Capital Gains Taxes Double the Blow for Investors
Hyman, Julie, The Washington Times (Washington, DC)
Analysts call it the "double-whammy."
First, the left jab - many investors' mutual funds performed poorly in 2000. Then, the right hook - come April 16, investors will be hit with capital gains taxes on those very same weak funds.
Many of the nearly half of all American households that own mutual funds are left staggering with large tax bills from fiscal 2000, even as they watch the markets dive further this year.
Robert Williams bought into a handful of mutual funds early last year. Even though the value of his portfolio has dropped 25 percent, he found out in November he would have to pay capital gains taxes totaling $25,000.
"You lose money like crazy, then you've got to pay taxes on capital gains that somebody else reaped the rewards of" when the market was up, says Mr. Williams, who owns Advanced Conservation Technologies Inc., a Gaithersburg water conservation business.
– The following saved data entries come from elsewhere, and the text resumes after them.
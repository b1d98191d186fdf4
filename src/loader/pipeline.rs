use std::{
    collections::BTreeSet,
    sync::{Arc, Mutex, MutexGuard, PoisonError},
    time::Duration,
};

use tokio::{sync::watch, task::JoinHandle, task::JoinSet};
use tokio_util::sync::CancellationToken;
use tracing::{debug, info, warn};

use crate::{
    foundation::error::ScrubResult,
    loader::source::FrameSource,
    sequence::{
        frame::{PreparedFrame, decode_frame},
        spec::SequenceSpec,
        store::{FrameSnapshot, FrameStore, LoadProgress},
    },
};

/// What to do when the first frame cannot be loaded.
#[derive(Clone, Copy, Debug, Default, PartialEq, Eq, serde::Serialize, serde::Deserialize)]
#[serde(rename_all = "snake_case")]
pub enum FirstFramePolicy {
    /// Count the failure and continue with bulk loading.
    #[default]
    Proceed,
    /// Stop after the failed first frame; nothing else is requested.
    Halt,
}

/// Loader tuning. Defaults match the browser behaviour this pipeline reproduces.
#[derive(Clone, Debug, PartialEq, Eq, serde::Serialize, serde::Deserialize)]
#[serde(default)]
pub struct LoaderOpts {
    /// Frames requested together after the first one; a batch fully settles before the next.
    pub batch_size: usize,
    /// Pause between the first frame and the first batch.
    pub settle_delay_ms: u64,
    /// Pause between batches.
    pub batch_pause_ms: u64,
    /// Progress is published on the first frame, every `publish_every` settles, and at the end.
    pub publish_every: u32,
    pub first_frame_policy: FirstFramePolicy,
}

impl Default for LoaderOpts {
    fn default() -> Self {
        Self {
            batch_size: 8,
            settle_delay_ms: 300,
            batch_pause_ms: 20,
            publish_every: 10,
            first_frame_policy: FirstFramePolicy::Proceed,
        }
    }
}

impl LoaderOpts {
    /// No delays; useful for offline rendering where nothing competes with the first paint.
    pub fn immediate() -> Self {
        Self {
            settle_delay_ms: 0,
            batch_pause_ms: 0,
            ..Self::default()
        }
    }
}

/// Progressive loader for one image sequence at a time.
///
/// Owns the frame storage, the progress channel and the background task. Must be driven from
/// within a tokio runtime. Dropping the loader cancels any in-flight loading.
pub struct FrameLoader<S: FrameSource> {
    source: Arc<S>,
    opts: LoaderOpts,
    store: Arc<Mutex<FrameStore>>,
    progress_tx: Arc<watch::Sender<LoadProgress>>,
    root: CancellationToken,
    cancel: CancellationToken,
    current: Option<SequenceSpec>,
    task: Option<JoinHandle<()>>,
}

impl<S: FrameSource> FrameLoader<S> {
    pub fn new(source: S, opts: LoaderOpts) -> Self {
        Self::with_shared_source(Arc::new(source), opts)
    }

    pub fn with_shared_source(source: Arc<S>, opts: LoaderOpts) -> Self {
        let store = FrameStore::new(opts.publish_every);
        let (progress_tx, _) = watch::channel(store.published());
        let root = CancellationToken::new();
        let cancel = root.child_token();
        Self {
            source,
            opts,
            store: Arc::new(Mutex::new(store)),
            progress_tx: Arc::new(progress_tx),
            root,
            cancel,
            current: None,
            task: None,
        }
    }

    pub fn opts(&self) -> &LoaderOpts {
        &self.opts
    }

    pub fn spec(&self) -> Option<&SequenceSpec> {
        self.current.as_ref()
    }

    /// Start loading `spec`, replacing whatever was loading before.
    ///
    /// An unchanged spec keeps the current frames and task. A changed spec cancels the previous
    /// task and clears storage before the new task issues its first request.
    #[tracing::instrument(skip(self, spec), fields(base_path = %spec.base_path, frame_count = spec.frame_count, step = spec.step))]
    pub fn load(&mut self, spec: SequenceSpec) -> ScrubResult<()> {
        spec.validate()?;
        if self.current.as_ref() == Some(&spec) {
            debug!("sequence unchanged; keeping loaded frames");
            return Ok(());
        }

        self.stop_task();
        let generation = {
            let mut store = lock_store(&self.store);
            let generation = store.reset(&spec);
            self.progress_tx.send_replace(store.published());
            generation
        };
        info!(generation, "loading frame sequence");

        self.cancel = self.root.child_token();
        let ctx = SequenceRun {
            source: Arc::clone(&self.source),
            store: Arc::clone(&self.store),
            progress_tx: Arc::clone(&self.progress_tx),
            opts: self.opts.clone(),
            spec: spec.clone(),
            generation,
            cancel: self.cancel.clone(),
        };
        self.task = Some(tokio::spawn(ctx.run()));
        self.current = Some(spec);
        Ok(())
    }

    /// Wait until the current sequence has finished (or stopped) loading.
    pub async fn settled(&mut self) {
        if let Some(task) = self.task.take()
            && let Err(err) = task.await
            && !err.is_cancelled()
        {
            warn!(%err, "frame loader task ended abnormally");
        }
    }

    pub fn is_loading(&self) -> bool {
        self.task.as_ref().is_some_and(|t| !t.is_finished())
    }

    /// Receiver of throttled progress updates.
    pub fn subscribe(&self) -> watch::Receiver<LoadProgress> {
        self.progress_tx.subscribe()
    }

    /// Last published progress.
    pub fn progress(&self) -> LoadProgress {
        *self.progress_tx.borrow()
    }

    pub fn snapshot(&self) -> FrameSnapshot {
        lock_store(&self.store).snapshot()
    }

    /// Cancel loading and forget the current sequence. Loaded frames stay readable.
    pub fn shutdown(&mut self) {
        self.stop_task();
        self.current = None;
    }

    fn stop_task(&mut self) {
        self.cancel.cancel();
        if let Some(task) = self.task.take() {
            task.abort();
        }
    }
}

impl<S: FrameSource> Drop for FrameLoader<S> {
    fn drop(&mut self) {
        self.root.cancel();
        if let Some(task) = self.task.take() {
            task.abort();
        }
    }
}

struct SequenceRun<S> {
    source: Arc<S>,
    store: Arc<Mutex<FrameStore>>,
    progress_tx: Arc<watch::Sender<LoadProgress>>,
    opts: LoaderOpts,
    spec: SequenceSpec,
    generation: u64,
    cancel: CancellationToken,
}

impl<S: FrameSource> SequenceRun<S> {
    async fn run(self) {
        let mut slots = self.spec.slots();
        let Some((first_slot, first_url)) = slots.next() else {
            debug!("empty sequence; nothing to load");
            return;
        };

        let first = tokio::select! {
            _ = self.cancel.cancelled() => return,
            frame = load_one(self.source.as_ref(), &first_url) => frame,
        };
        let first_ok = first.is_some();
        self.record(first_slot, first);
        if !first_ok && self.opts.first_frame_policy == FirstFramePolicy::Halt {
            warn!(url = %first_url, "first frame failed; bulk loading halted");
            return;
        }

        if !self.pause(self.opts.settle_delay_ms).await {
            return;
        }

        let rest: Vec<(usize, String)> = slots.collect();
        for (batch_idx, batch) in rest.chunks(self.opts.batch_size.max(1)).enumerate() {
            if batch_idx > 0 && !self.pause(self.opts.batch_pause_ms).await {
                return;
            }
            if !self.run_batch(batch).await {
                return;
            }
        }
        debug!(generation = self.generation, "frame sequence settled");
    }

    /// Load one batch; returns `false` when cancelled.
    async fn run_batch(&self, batch: &[(usize, String)]) -> bool {
        let mut pending: BTreeSet<usize> = batch.iter().map(|(slot, _)| *slot).collect();
        let mut set = JoinSet::new();
        for (slot, url) in batch.iter().cloned() {
            let source = Arc::clone(&self.source);
            set.spawn(async move { (slot, load_one(source.as_ref(), &url).await) });
        }

        loop {
            tokio::select! {
                _ = self.cancel.cancelled() => {
                    set.abort_all();
                    return false;
                }
                joined = set.join_next() => match joined {
                    Some(Ok((slot, frame))) => {
                        pending.remove(&slot);
                        self.record(slot, frame);
                    }
                    Some(Err(err)) => warn!(%err, "frame load task failed"),
                    None => break,
                }
            }
        }

        // A panicked task still counts as a settled attempt.
        for slot in pending {
            self.record(slot, None);
        }
        true
    }

    fn record(&self, slot: usize, frame: Option<PreparedFrame>) {
        let published = record_and_publish(
            &self.store,
            &self.progress_tx,
            self.generation,
            slot,
            frame,
        );
        if let Some(progress) = published {
            debug!(
                loaded = progress.loaded_count,
                total = progress.frame_count,
                "load progress"
            );
        }
    }

    /// Sleep unless cancelled first; returns `false` when cancelled.
    async fn pause(&self, ms: u64) -> bool {
        if ms == 0 {
            return !self.cancel.is_cancelled();
        }
        tokio::select! {
            _ = self.cancel.cancelled() => false,
            _ = tokio::time::sleep(Duration::from_millis(ms)) => true,
        }
    }
}

async fn load_one<S: FrameSource>(source: &S, url: &str) -> Option<PreparedFrame> {
    let bytes = match source.fetch(url).await {
        Ok(bytes) => bytes,
        Err(err) => {
            warn!(url, %err, "frame fetch failed");
            return None;
        }
    };
    match tokio::task::spawn_blocking(move || decode_frame(&bytes)).await {
        Ok(Ok(frame)) => Some(frame),
        Ok(Err(err)) => {
            warn!(url, %err, "frame decode failed");
            None
        }
        Err(err) => {
            warn!(url, %err, "frame decode task failed");
            None
        }
    }
}

/// Record one settle and publish its progress without releasing the store in between.
///
/// `FrameLoader::load` resets and publishes under the same lock, so progress from a replaced
/// generation can never overwrite the new one. The channel also refuses to step back to an
/// older generation.
fn record_and_publish(
    store: &Mutex<FrameStore>,
    progress_tx: &watch::Sender<LoadProgress>,
    generation: u64,
    slot: usize,
    frame: Option<PreparedFrame>,
) -> Option<LoadProgress> {
    let mut store = lock_store(store);
    let progress = store.record(generation, slot, frame)?;
    let sent = progress_tx.send_if_modified(|current| {
        if current.generation > progress.generation {
            return false;
        }
        *current = progress;
        true
    });
    sent.then_some(progress)
}

fn lock_store(store: &Mutex<FrameStore>) -> MutexGuard<'_, FrameStore> {
    store.lock().unwrap_or_else(PoisonError::into_inner)
}

#[cfg(test)]
#[path = "../../tests/unit/loader/pipeline.rs"]
mod tests;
In 2000, of the more than 6,000 equity funds in existence, 2,841 had negative returns. Of those, 2,311 made capital gains distributions, according to Ramy Shaalan, senior fund analyst at Wiesenberger Thomson Financial, a Rockville fund research firm.
A capital gain is the difference between an asset's purchase price and selling price. Individuals realize capital gains when they sell anything from real estate to stocks.
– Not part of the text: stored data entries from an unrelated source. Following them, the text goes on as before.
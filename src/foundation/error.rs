/// Convenience result type used across framescrub.
pub type ScrubResult<T> = Result<T, ScrubError>;

/// Top-level error taxonomy used by library APIs.
///
/// The scroll pipeline itself never hands these to its consumers: frame failures are counted and
/// logged, and a missing frame renders as a cleared surface. Errors surface from configuration,
/// I/O helpers, and the storefront collaborators.
#[derive(thiserror::Error, Debug)]
pub enum ScrubError {
    /// Invalid user-provided configuration or arguments.
    #[error("validation error: {0}")]
    Validation(String),

    /// A frame or other resource could not be fetched or decoded.
    #[error("load error: {0}")]
    Load(String),

    /// Pixel buffers or surfaces that do not fit together.
    #[error("render error: {0}")]
    Render(String),

    /// Errors when serializing or deserializing data structures.
    #[error("serialization error: {0}")]
    Serde(String),

    /// Wrapped lower-level error from dependencies or IO.
    #[error(transparent)]
    Other(#[from] anyhow::Error),
}

impl ScrubError {
    /// Build a [`ScrubError::Validation`] value.
    pub fn validation(msg: impl Into<String>) -> Self {
        Self::Validation(msg.into())
    }

    /// Build a [`ScrubError::Load`] value.
    pub fn load(msg: impl Into<String>) -> Self {
        Self::Load(msg.into())
    }

    /// Build a [`ScrubError::Render`] value.
    pub fn render(msg: impl Into<String>) -> Self {
        Self::Render(msg.into())
    }

    /// Build a [`ScrubError::Serde`] value.
    pub fn serde(msg: impl Into<String>) -> Self {
        Self::Serde(msg.into())
    }
}

impl From<serde_json::Error> for ScrubError {
    fn from(err: serde_json::Error) -> Self {
        Self::Serde(err.to_string())
    }
}

#[cfg(test)]
#[path = "../../tests/unit/foundation/error.rs"]
mod tests;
Mutual funds present a unique situation for investors, because they give fund managers discretion to buy and sell stocks. That means that even though an investor may be inactive, holding onto a mutual fund, he or she can receive gains when the manager sells and realizes a gain.
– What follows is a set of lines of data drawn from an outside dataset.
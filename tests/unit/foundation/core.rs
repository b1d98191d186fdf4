use super::*;

#[test]
fn canvas_rejects_zero_dimensions() {
    assert!(Canvas::new(0, 10).is_err());
    assert!(Canvas::new(10, 0).is_err());
    let c = Canvas::new(16, 9).unwrap();
    assert_eq!(c.size(), Size::new(16.0, 9.0));
    assert_eq!(c.byte_len(), 16 * 9 * 4);
}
Taxes on capital gains are usually 20 percent, depending on the tax bracket. Investors paid $39 billion in these taxes in 1998, according to the latest figures available from the Securities and Exchange Commission.
Mutual funds paid out an estimated $345 billion in capital gains in 2000, compared with $238 billion in 1999, reports the Investment Company Institute, an industry trade group. Not all of that is taxable, since about 65 percent of it goes into tax-deferred accounts.
But capital gains taxes are expected to reach an all-time high this year to match the highest gains ever on mutual funds in 2000, according to Wiesenberger.
Financial advisers say investors have a number of avenues they can take to avoid, or at least reduce, the impact of the taxes.
One solution is putting money away in long-term, tax-deferred vehicles such as individual retirement accounts and 401(k) plans. Several dozen congressmen have signed onto legislation that would increase the amount of tax-deferred dollars people can put into such accounts.
REDEMPTIONS ROLL IN
Financial planners say the double bite from the tax man and the falling market should not have come as a surprise.
After the market began its dive last March, mutual-fund holders started to sell shares. Money managers who received those redemptions were put in a tight spot, since they were low on cash - everything was tied up in the market.
So they began selling.
"As money managers try to better their positions and returns, they're generating capital gains," says Lambert Boyce, an accountant and financial planner with Clifton Gunderson in Baltimore.
The investors who held onto the funds were left with capital gains distributions, a piece of the profits made from selling stocks that are usually paid out at the end of the year. Though investors had cash in hand, many saw the value of their funds drop.
For example, Delaware Pooled Mid Cap Growth Equity lost 9.71 percent of its value last year. But the fund paid out 61.99 percent of its assets, or $6.43 per share, in distributions to its holders, an arrangement Mr. Shaalan calls "heartbreaking" in a report because investors will have to pay taxes on those gains.